There is incredible power in showing care, empathy and acknowledgment. When children feel they've been heard, that someone understands their pain and shows genuine concern, many good things can happen. Social workers are taught to adhere to six core values: service, social justice, dignity of the person, importance of human relationships, integrity, and competence.
There's more. To be an effective social worker you must possess and demonstrate patience, flexibility, empathy, warmth, honestly, integrity, strength, love, concern, understanding, and passion. We believe that all people, adults and children, do the best they can do with what they have and know. We believe you start where your client (student) is, not where you want or need them to be.

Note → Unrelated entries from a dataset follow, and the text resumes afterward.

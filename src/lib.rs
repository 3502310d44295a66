// src/lib.rs

// 1. Data Structures (The "Nouns")
// explicit 'pub' makes them available to main.rs
pub mod models;
pub mod events;
pub mod errors;
pub mod math;

// 2. Interfaces (The "Contract")
pub mod traits;

// 3. Collaborators (The "World")
pub mod simulation;

// 4. Adapters (The "Plumbing")
pub mod connectors;

// 5. Fund State (The "Ledger")
pub mod vault;
pub mod comptroller;

// 6. Extensions (The "Rules")
pub mod fees;
pub mod policies;
pub mod integrations;

// 7. Protocol (The "Orchestrator")
pub mod engine;

// 8. Scripted Runs
pub mod config;
pub mod scenario;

We do not judge others, because we never know what they are going or have gone through. Social workers are crisis interventionists, change agents, injustice fighters, mediators, data collectors, report writers, advocates, teachers, facilitators, listeners, rights protectors, supporters, helpers and leaders.
We try to help a student like Johnny by applying all of the above. Most of all, we try to connect with him and connect him and his family to all the available resources, such as financial assistance and mental health support.

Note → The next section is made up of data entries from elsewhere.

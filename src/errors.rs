// src/errors.rs
//
// Every failure in the engine is a synchronous, reason-stringed abort of the
// enclosing top-level call. The variants are grouped the same way callers are
// expected to react to them.

use alloy_primitives::{Address, U256};
use thiserror::Error;

/// Result alias used throughout the crate.
pub type Result<T> = std::result::Result<T, FundError>;

/// Main engine error type.
#[derive(Error, Debug, Clone, PartialEq, Eq)]
pub enum FundError {
    // === Authorization ===
    /// Caller is not the principal allowed to make this call.
    #[error("Only the {role} can call this")]
    Unauthorized { role: &'static str },

    /// A vault mutation was attempted by someone other than its accessor.
    #[error("Only the designated accessor can make this call")]
    NotAccessor,

    /// An extension asked the comptroller for a vault action outside its allow-table.
    #[error("Not an allowed vault action for {extension}")]
    VaultActionNotAllowed { extension: &'static str },

    // === State machine ===
    /// The comptroller has already been initialized.
    #[error("init: Already initialized")]
    AlreadyInitialized,

    /// The comptroller has already been activated.
    #[error("activate: Already activated")]
    AlreadyActivated,

    /// The comptroller is not in a state that allows this call.
    #[error("{operation}: Fund is {status}")]
    InvalidStatus {
        operation: &'static str,
        status: &'static str,
    },

    /// The comptroller has been destructed; its storage no longer exists.
    #[error("Fund has been destructed")]
    Destructed,

    /// No fund, vault or comptroller is known at this address.
    #[error("Unknown {kind}: {address}")]
    Unknown { kind: &'static str, address: Address },

    /// Extension storage for this fund has already been bound.
    #[error("{extension}: Already activated for fund")]
    ExtensionAlreadyActive { extension: &'static str },

    /// Extension storage for this fund has already been configured.
    #[error("{extension}: Fund config already set")]
    ExtensionAlreadyConfigured { extension: &'static str },

    /// Redemption attempted inside the shares action timelock.
    #[error("Shares action timelocked")]
    SharesActionTimelocked,

    // === Input validation ===
    /// Caller-supplied input is malformed.
    #[error("{0}")]
    InvalidInput(String),

    /// The same asset appears twice in a set that must be unique.
    #[error("Duplicate {0} asset")]
    DuplicateAsset(&'static str),

    /// An asset is not supported by the price feed.
    #[error("Unsupported asset: {0}")]
    UnsupportedAsset(Address),

    /// Adding this asset would exceed the tracked assets limit.
    #[error("Limit exceeded: tracked assets limit is {limit}")]
    TrackedAssetsLimitExceeded { limit: usize },

    // === Economic / policy ===
    /// Fewer shares were received than the caller's minimum.
    #[error("buyShares: Shares received < minSharesQuantity")]
    InsufficientSharesReceived { received: U256, minimum: U256 },

    /// Fewer incoming assets were received than the adapter declared as the minimum.
    #[error("Received incoming asset less than expected")]
    InsufficientIncomingAsset {
        asset: Address,
        received: U256,
        minimum: U256,
    },

    /// A policy rejected the operation.
    #[error("Rule evaluated to false: {identifier}")]
    PolicyViolation { identifier: String },

    /// A holder or account does not have enough of something.
    #[error("Insufficient {what}: have {available}, need {required}")]
    InsufficientBalance {
        what: &'static str,
        available: U256,
        required: U256,
    },

    // === Asset safety ===
    /// The incoming asset cannot be safely custodied by the vault.
    #[error("Non-receivable asset detected: {0}")]
    NonReceivableAsset(Address),

    /// The token refuses transfers.
    #[error("Token is not transferable: {0}")]
    NotTransferable(Address),

    /// The price feed could not produce a valid value for the asset.
    #[error("Invalid asset value for {0}")]
    InvalidAssetValue(Address),

    // === Arithmetic ===
    /// Fixed-point arithmetic overflowed or divided by zero.
    #[error("Math overflow in {0}")]
    MathOverflow(&'static str),

    // === Adapters ===
    /// The adapter failed while executing an action.
    #[error("Adapter error: {0}")]
    Adapter(String),
}

impl FundError {
    /// Shorthand for an input validation failure.
    pub fn invalid(msg: impl Into<String>) -> Self {
        FundError::InvalidInput(msg.into())
    }

    /// Returns true for errors the caller can fix by adjusting parameters and resubmitting.
    pub fn is_recoverable(&self) -> bool {
        matches!(
            self,
            FundError::InvalidInput(_)
                | FundError::DuplicateAsset(_)
                | FundError::InsufficientSharesReceived { .. }
                | FundError::InsufficientIncomingAsset { .. }
                | FundError::PolicyViolation { .. }
                | FundError::SharesActionTimelocked
                | FundError::InsufficientBalance { .. }
        )
    }
}

#[cfg(test)]
mod tests {
    use super::*;

    #[test]
    fn test_reason_strings() {
        assert_eq!(
            FundError::Unauthorized { role: "FundDeployer" }.to_string(),
            "Only the FundDeployer can call this"
        );
        assert_eq!(
            FundError::DuplicateAsset("spend").to_string(),
            "Duplicate spend asset"
        );
        assert_eq!(
            FundError::PolicyViolation {
                identifier: "MAX_CONCENTRATION".to_string()
            }
            .to_string(),
            "Rule evaluated to false: MAX_CONCENTRATION"
        );
    }

    #[test]
    fn test_recoverable_classification() {
        assert!(FundError::invalid("bad").is_recoverable());
        assert!(!FundError::AlreadyInitialized.is_recoverable());
        assert!(!FundError::NotAccessor.is_recoverable());
    }
}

The reality of school social work is that there is never enough time or manpower to meet the overwhelming abundance of student needs. As a result, we stretch ourselves too thin, multi-task like wild, and take on more than we can effectively manage. But what choice do we have? We see the hurt, pain and struggles of our students, and we are driven to help.

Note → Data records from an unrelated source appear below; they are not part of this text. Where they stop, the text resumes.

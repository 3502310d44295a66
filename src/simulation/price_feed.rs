// src/simulation/price_feed.rs

use crate::errors::{FundError, Result};
use crate::math;
use crate::models::{Address, U256};
use crate::traits::PriceFeed;
use std::collections::HashMap;
use std::sync::RwLock;

/// Price data for one asset.
#[derive(Debug, Clone)]
struct FeedAsset {
    decimals: u8,
    /// Value of one whole unit in reference units, 1e18-scaled.
    canonical_rate: U256,
    /// Reference-market rate, used by live valuations.
    live_rate: U256,
    /// When false, every valuation involving the asset fails.
    valid: bool,
}

/// A price feed with manually set rates.
///
/// Rates express the value of one whole unit of an asset in a common reference
/// unit (1e18 == 1.0). Cross rates are derived from the two reference rates.
/// Rates can be updated through a shared handle while the engine holds it.
#[derive(Debug, Default)]
pub struct StaticPriceFeed {
    assets: RwLock<HashMap<Address, FeedAsset>>,
}

impl StaticPriceFeed {
    pub fn new() -> Self {
        Self::default()
    }

    /// Adds (or replaces) an asset with the same canonical and live rate.
    pub fn add_asset(&self, asset: Address, decimals: u8, rate: U256) {
        let mut assets = self.assets.write().unwrap_or_else(|e| e.into_inner());
        assets.insert(
            asset,
            FeedAsset {
                decimals,
                canonical_rate: rate,
                live_rate: rate,
                valid: true,
            },
        );
    }

    /// Updates both the canonical and the live rate.
    pub fn set_rate(&self, asset: Address, rate: U256) -> Result<()> {
        self.update(asset, |a| {
            a.canonical_rate = rate;
            a.live_rate = rate;
        })
    }

    /// Updates only the live (reference-market) rate.
    pub fn set_live_rate(&self, asset: Address, rate: U256) -> Result<()> {
        self.update(asset, |a| a.live_rate = rate)
    }

    /// Marks an asset's price as (in)valid, e.g. to simulate a stale oracle.
    pub fn set_valid(&self, asset: Address, valid: bool) -> Result<()> {
        self.update(asset, |a| a.valid = valid)
    }

    pub fn remove_asset(&self, asset: Address) {
        let mut assets = self.assets.write().unwrap_or_else(|e| e.into_inner());
        assets.remove(&asset);
    }

    fn update(&self, asset: Address, f: impl FnOnce(&mut FeedAsset)) -> Result<()> {
        let mut assets = self.assets.write().unwrap_or_else(|e| e.into_inner());
        let entry = assets.get_mut(&asset).ok_or(FundError::UnsupportedAsset(asset))?;
        f(entry);
        Ok(())
    }

    fn value(&self, base: Address, amount: U256, quote: Address, live: bool) -> Result<U256> {
        let assets = self.assets.read().unwrap_or_else(|e| e.into_inner());
        let b = assets.get(&base).ok_or(FundError::UnsupportedAsset(base))?;
        let q = assets.get(&quote).ok_or(FundError::UnsupportedAsset(quote))?;
        if !b.valid {
            return Err(FundError::InvalidAssetValue(base));
        }
        if !q.valid {
            return Err(FundError::InvalidAssetValue(quote));
        }
        if base == quote {
            return Ok(amount);
        }

        let (base_rate, quote_rate) = if live {
            (b.live_rate, q.live_rate)
        } else {
            (b.canonical_rate, q.canonical_rate)
        };
        if quote_rate.is_zero() {
            return Err(FundError::InvalidAssetValue(quote));
        }

        // amount * base_rate * 10^quote_decimals / (10^base_decimals * quote_rate)
        let numerator = amount
            .checked_mul(base_rate)
            .and_then(|v| v.checked_mul(math::unit(q.decimals)))
            .ok_or(FundError::MathOverflow("asset value"))?;
        let denominator = math::unit(b.decimals)
            .checked_mul(quote_rate)
            .ok_or(FundError::MathOverflow("asset value"))?;
        Ok(numerator / denominator)
    }
}

impl PriceFeed for StaticPriceFeed {
    fn is_supported_asset(&self, asset: Address) -> bool {
        let assets = self.assets.read().unwrap_or_else(|e| e.into_inner());
        assets.contains_key(&asset)
    }

    fn calc_canonical_asset_value(
        &self,
        base: Address,
        amount: U256,
        quote: Address,
    ) -> Result<U256> {
        self.value(base, amount, quote, false)
    }

    fn calc_live_asset_value(&self, base: Address, amount: U256, quote: Address) -> Result<U256> {
        self.value(base, amount, quote, true)
    }
}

As a result, many of us are subject to burn out or compassion fatigue. Being exposed to others' pain and injustice on a regular basis takes its toll. It can leave you feeling hopeless and overwhelmed. Self-care is essential for survival, but it takes time and devotion to make that a reality.
When I am processing a difficult case, I find myself saying, "I just can't make this stuff up." A part of me just can't believe what I have heard, even though I know it's true. After 25 years in social services, I still hear of something more horrendous than I have heard before. I no longer bother saying "I have heard it all," because I am reminded quite often that I, unfortunately, have not.
I've seen a steady increase each year in the number of students who are hospitalized for threatening to harm themselves or someone else. Ten years ago, I would see maybe one student per month, or every other month, for this type of concern. Now it is weekly. Also, the issues and stories students have today are so complex and intense, and, again, at an ever-increasing frequency each year. Social workers now do crisis triage instead of prevention.
My opinion is there is a correlation with the downturn of the economy: Households fall apart, parents lose their jobs or both parents are working two jobs, homelessness increases, and families have to double up in living quarters. All of this stresses out parents, and their kids see and feel it, too. Parental substance abuse also increases. Stress results in parents who are overworked, tired, worried about how to provide -- they lash out emotionally or are just plain not available to be parents.
Being one school social worker to 800 students leaves you feeling ineffective, at best. So, what makes the work we do worthwhile?
When we make a difference. When we are the only one there to listen and tell a student we care and that we are going to help. When what we did keeps a child safe. When a student says thank you for caring. When you see a child learn to be resilient. When a child's life gets better because you got involved.
Social work is one of the toughest jobs on the planet and requires the tenacity of a fighter and a heart big enough to carry the weight of the world. But it is also the most rewarding.
At the end of the day, I would never choose a different path than the one I'm on. And I am a better, stronger person because of it.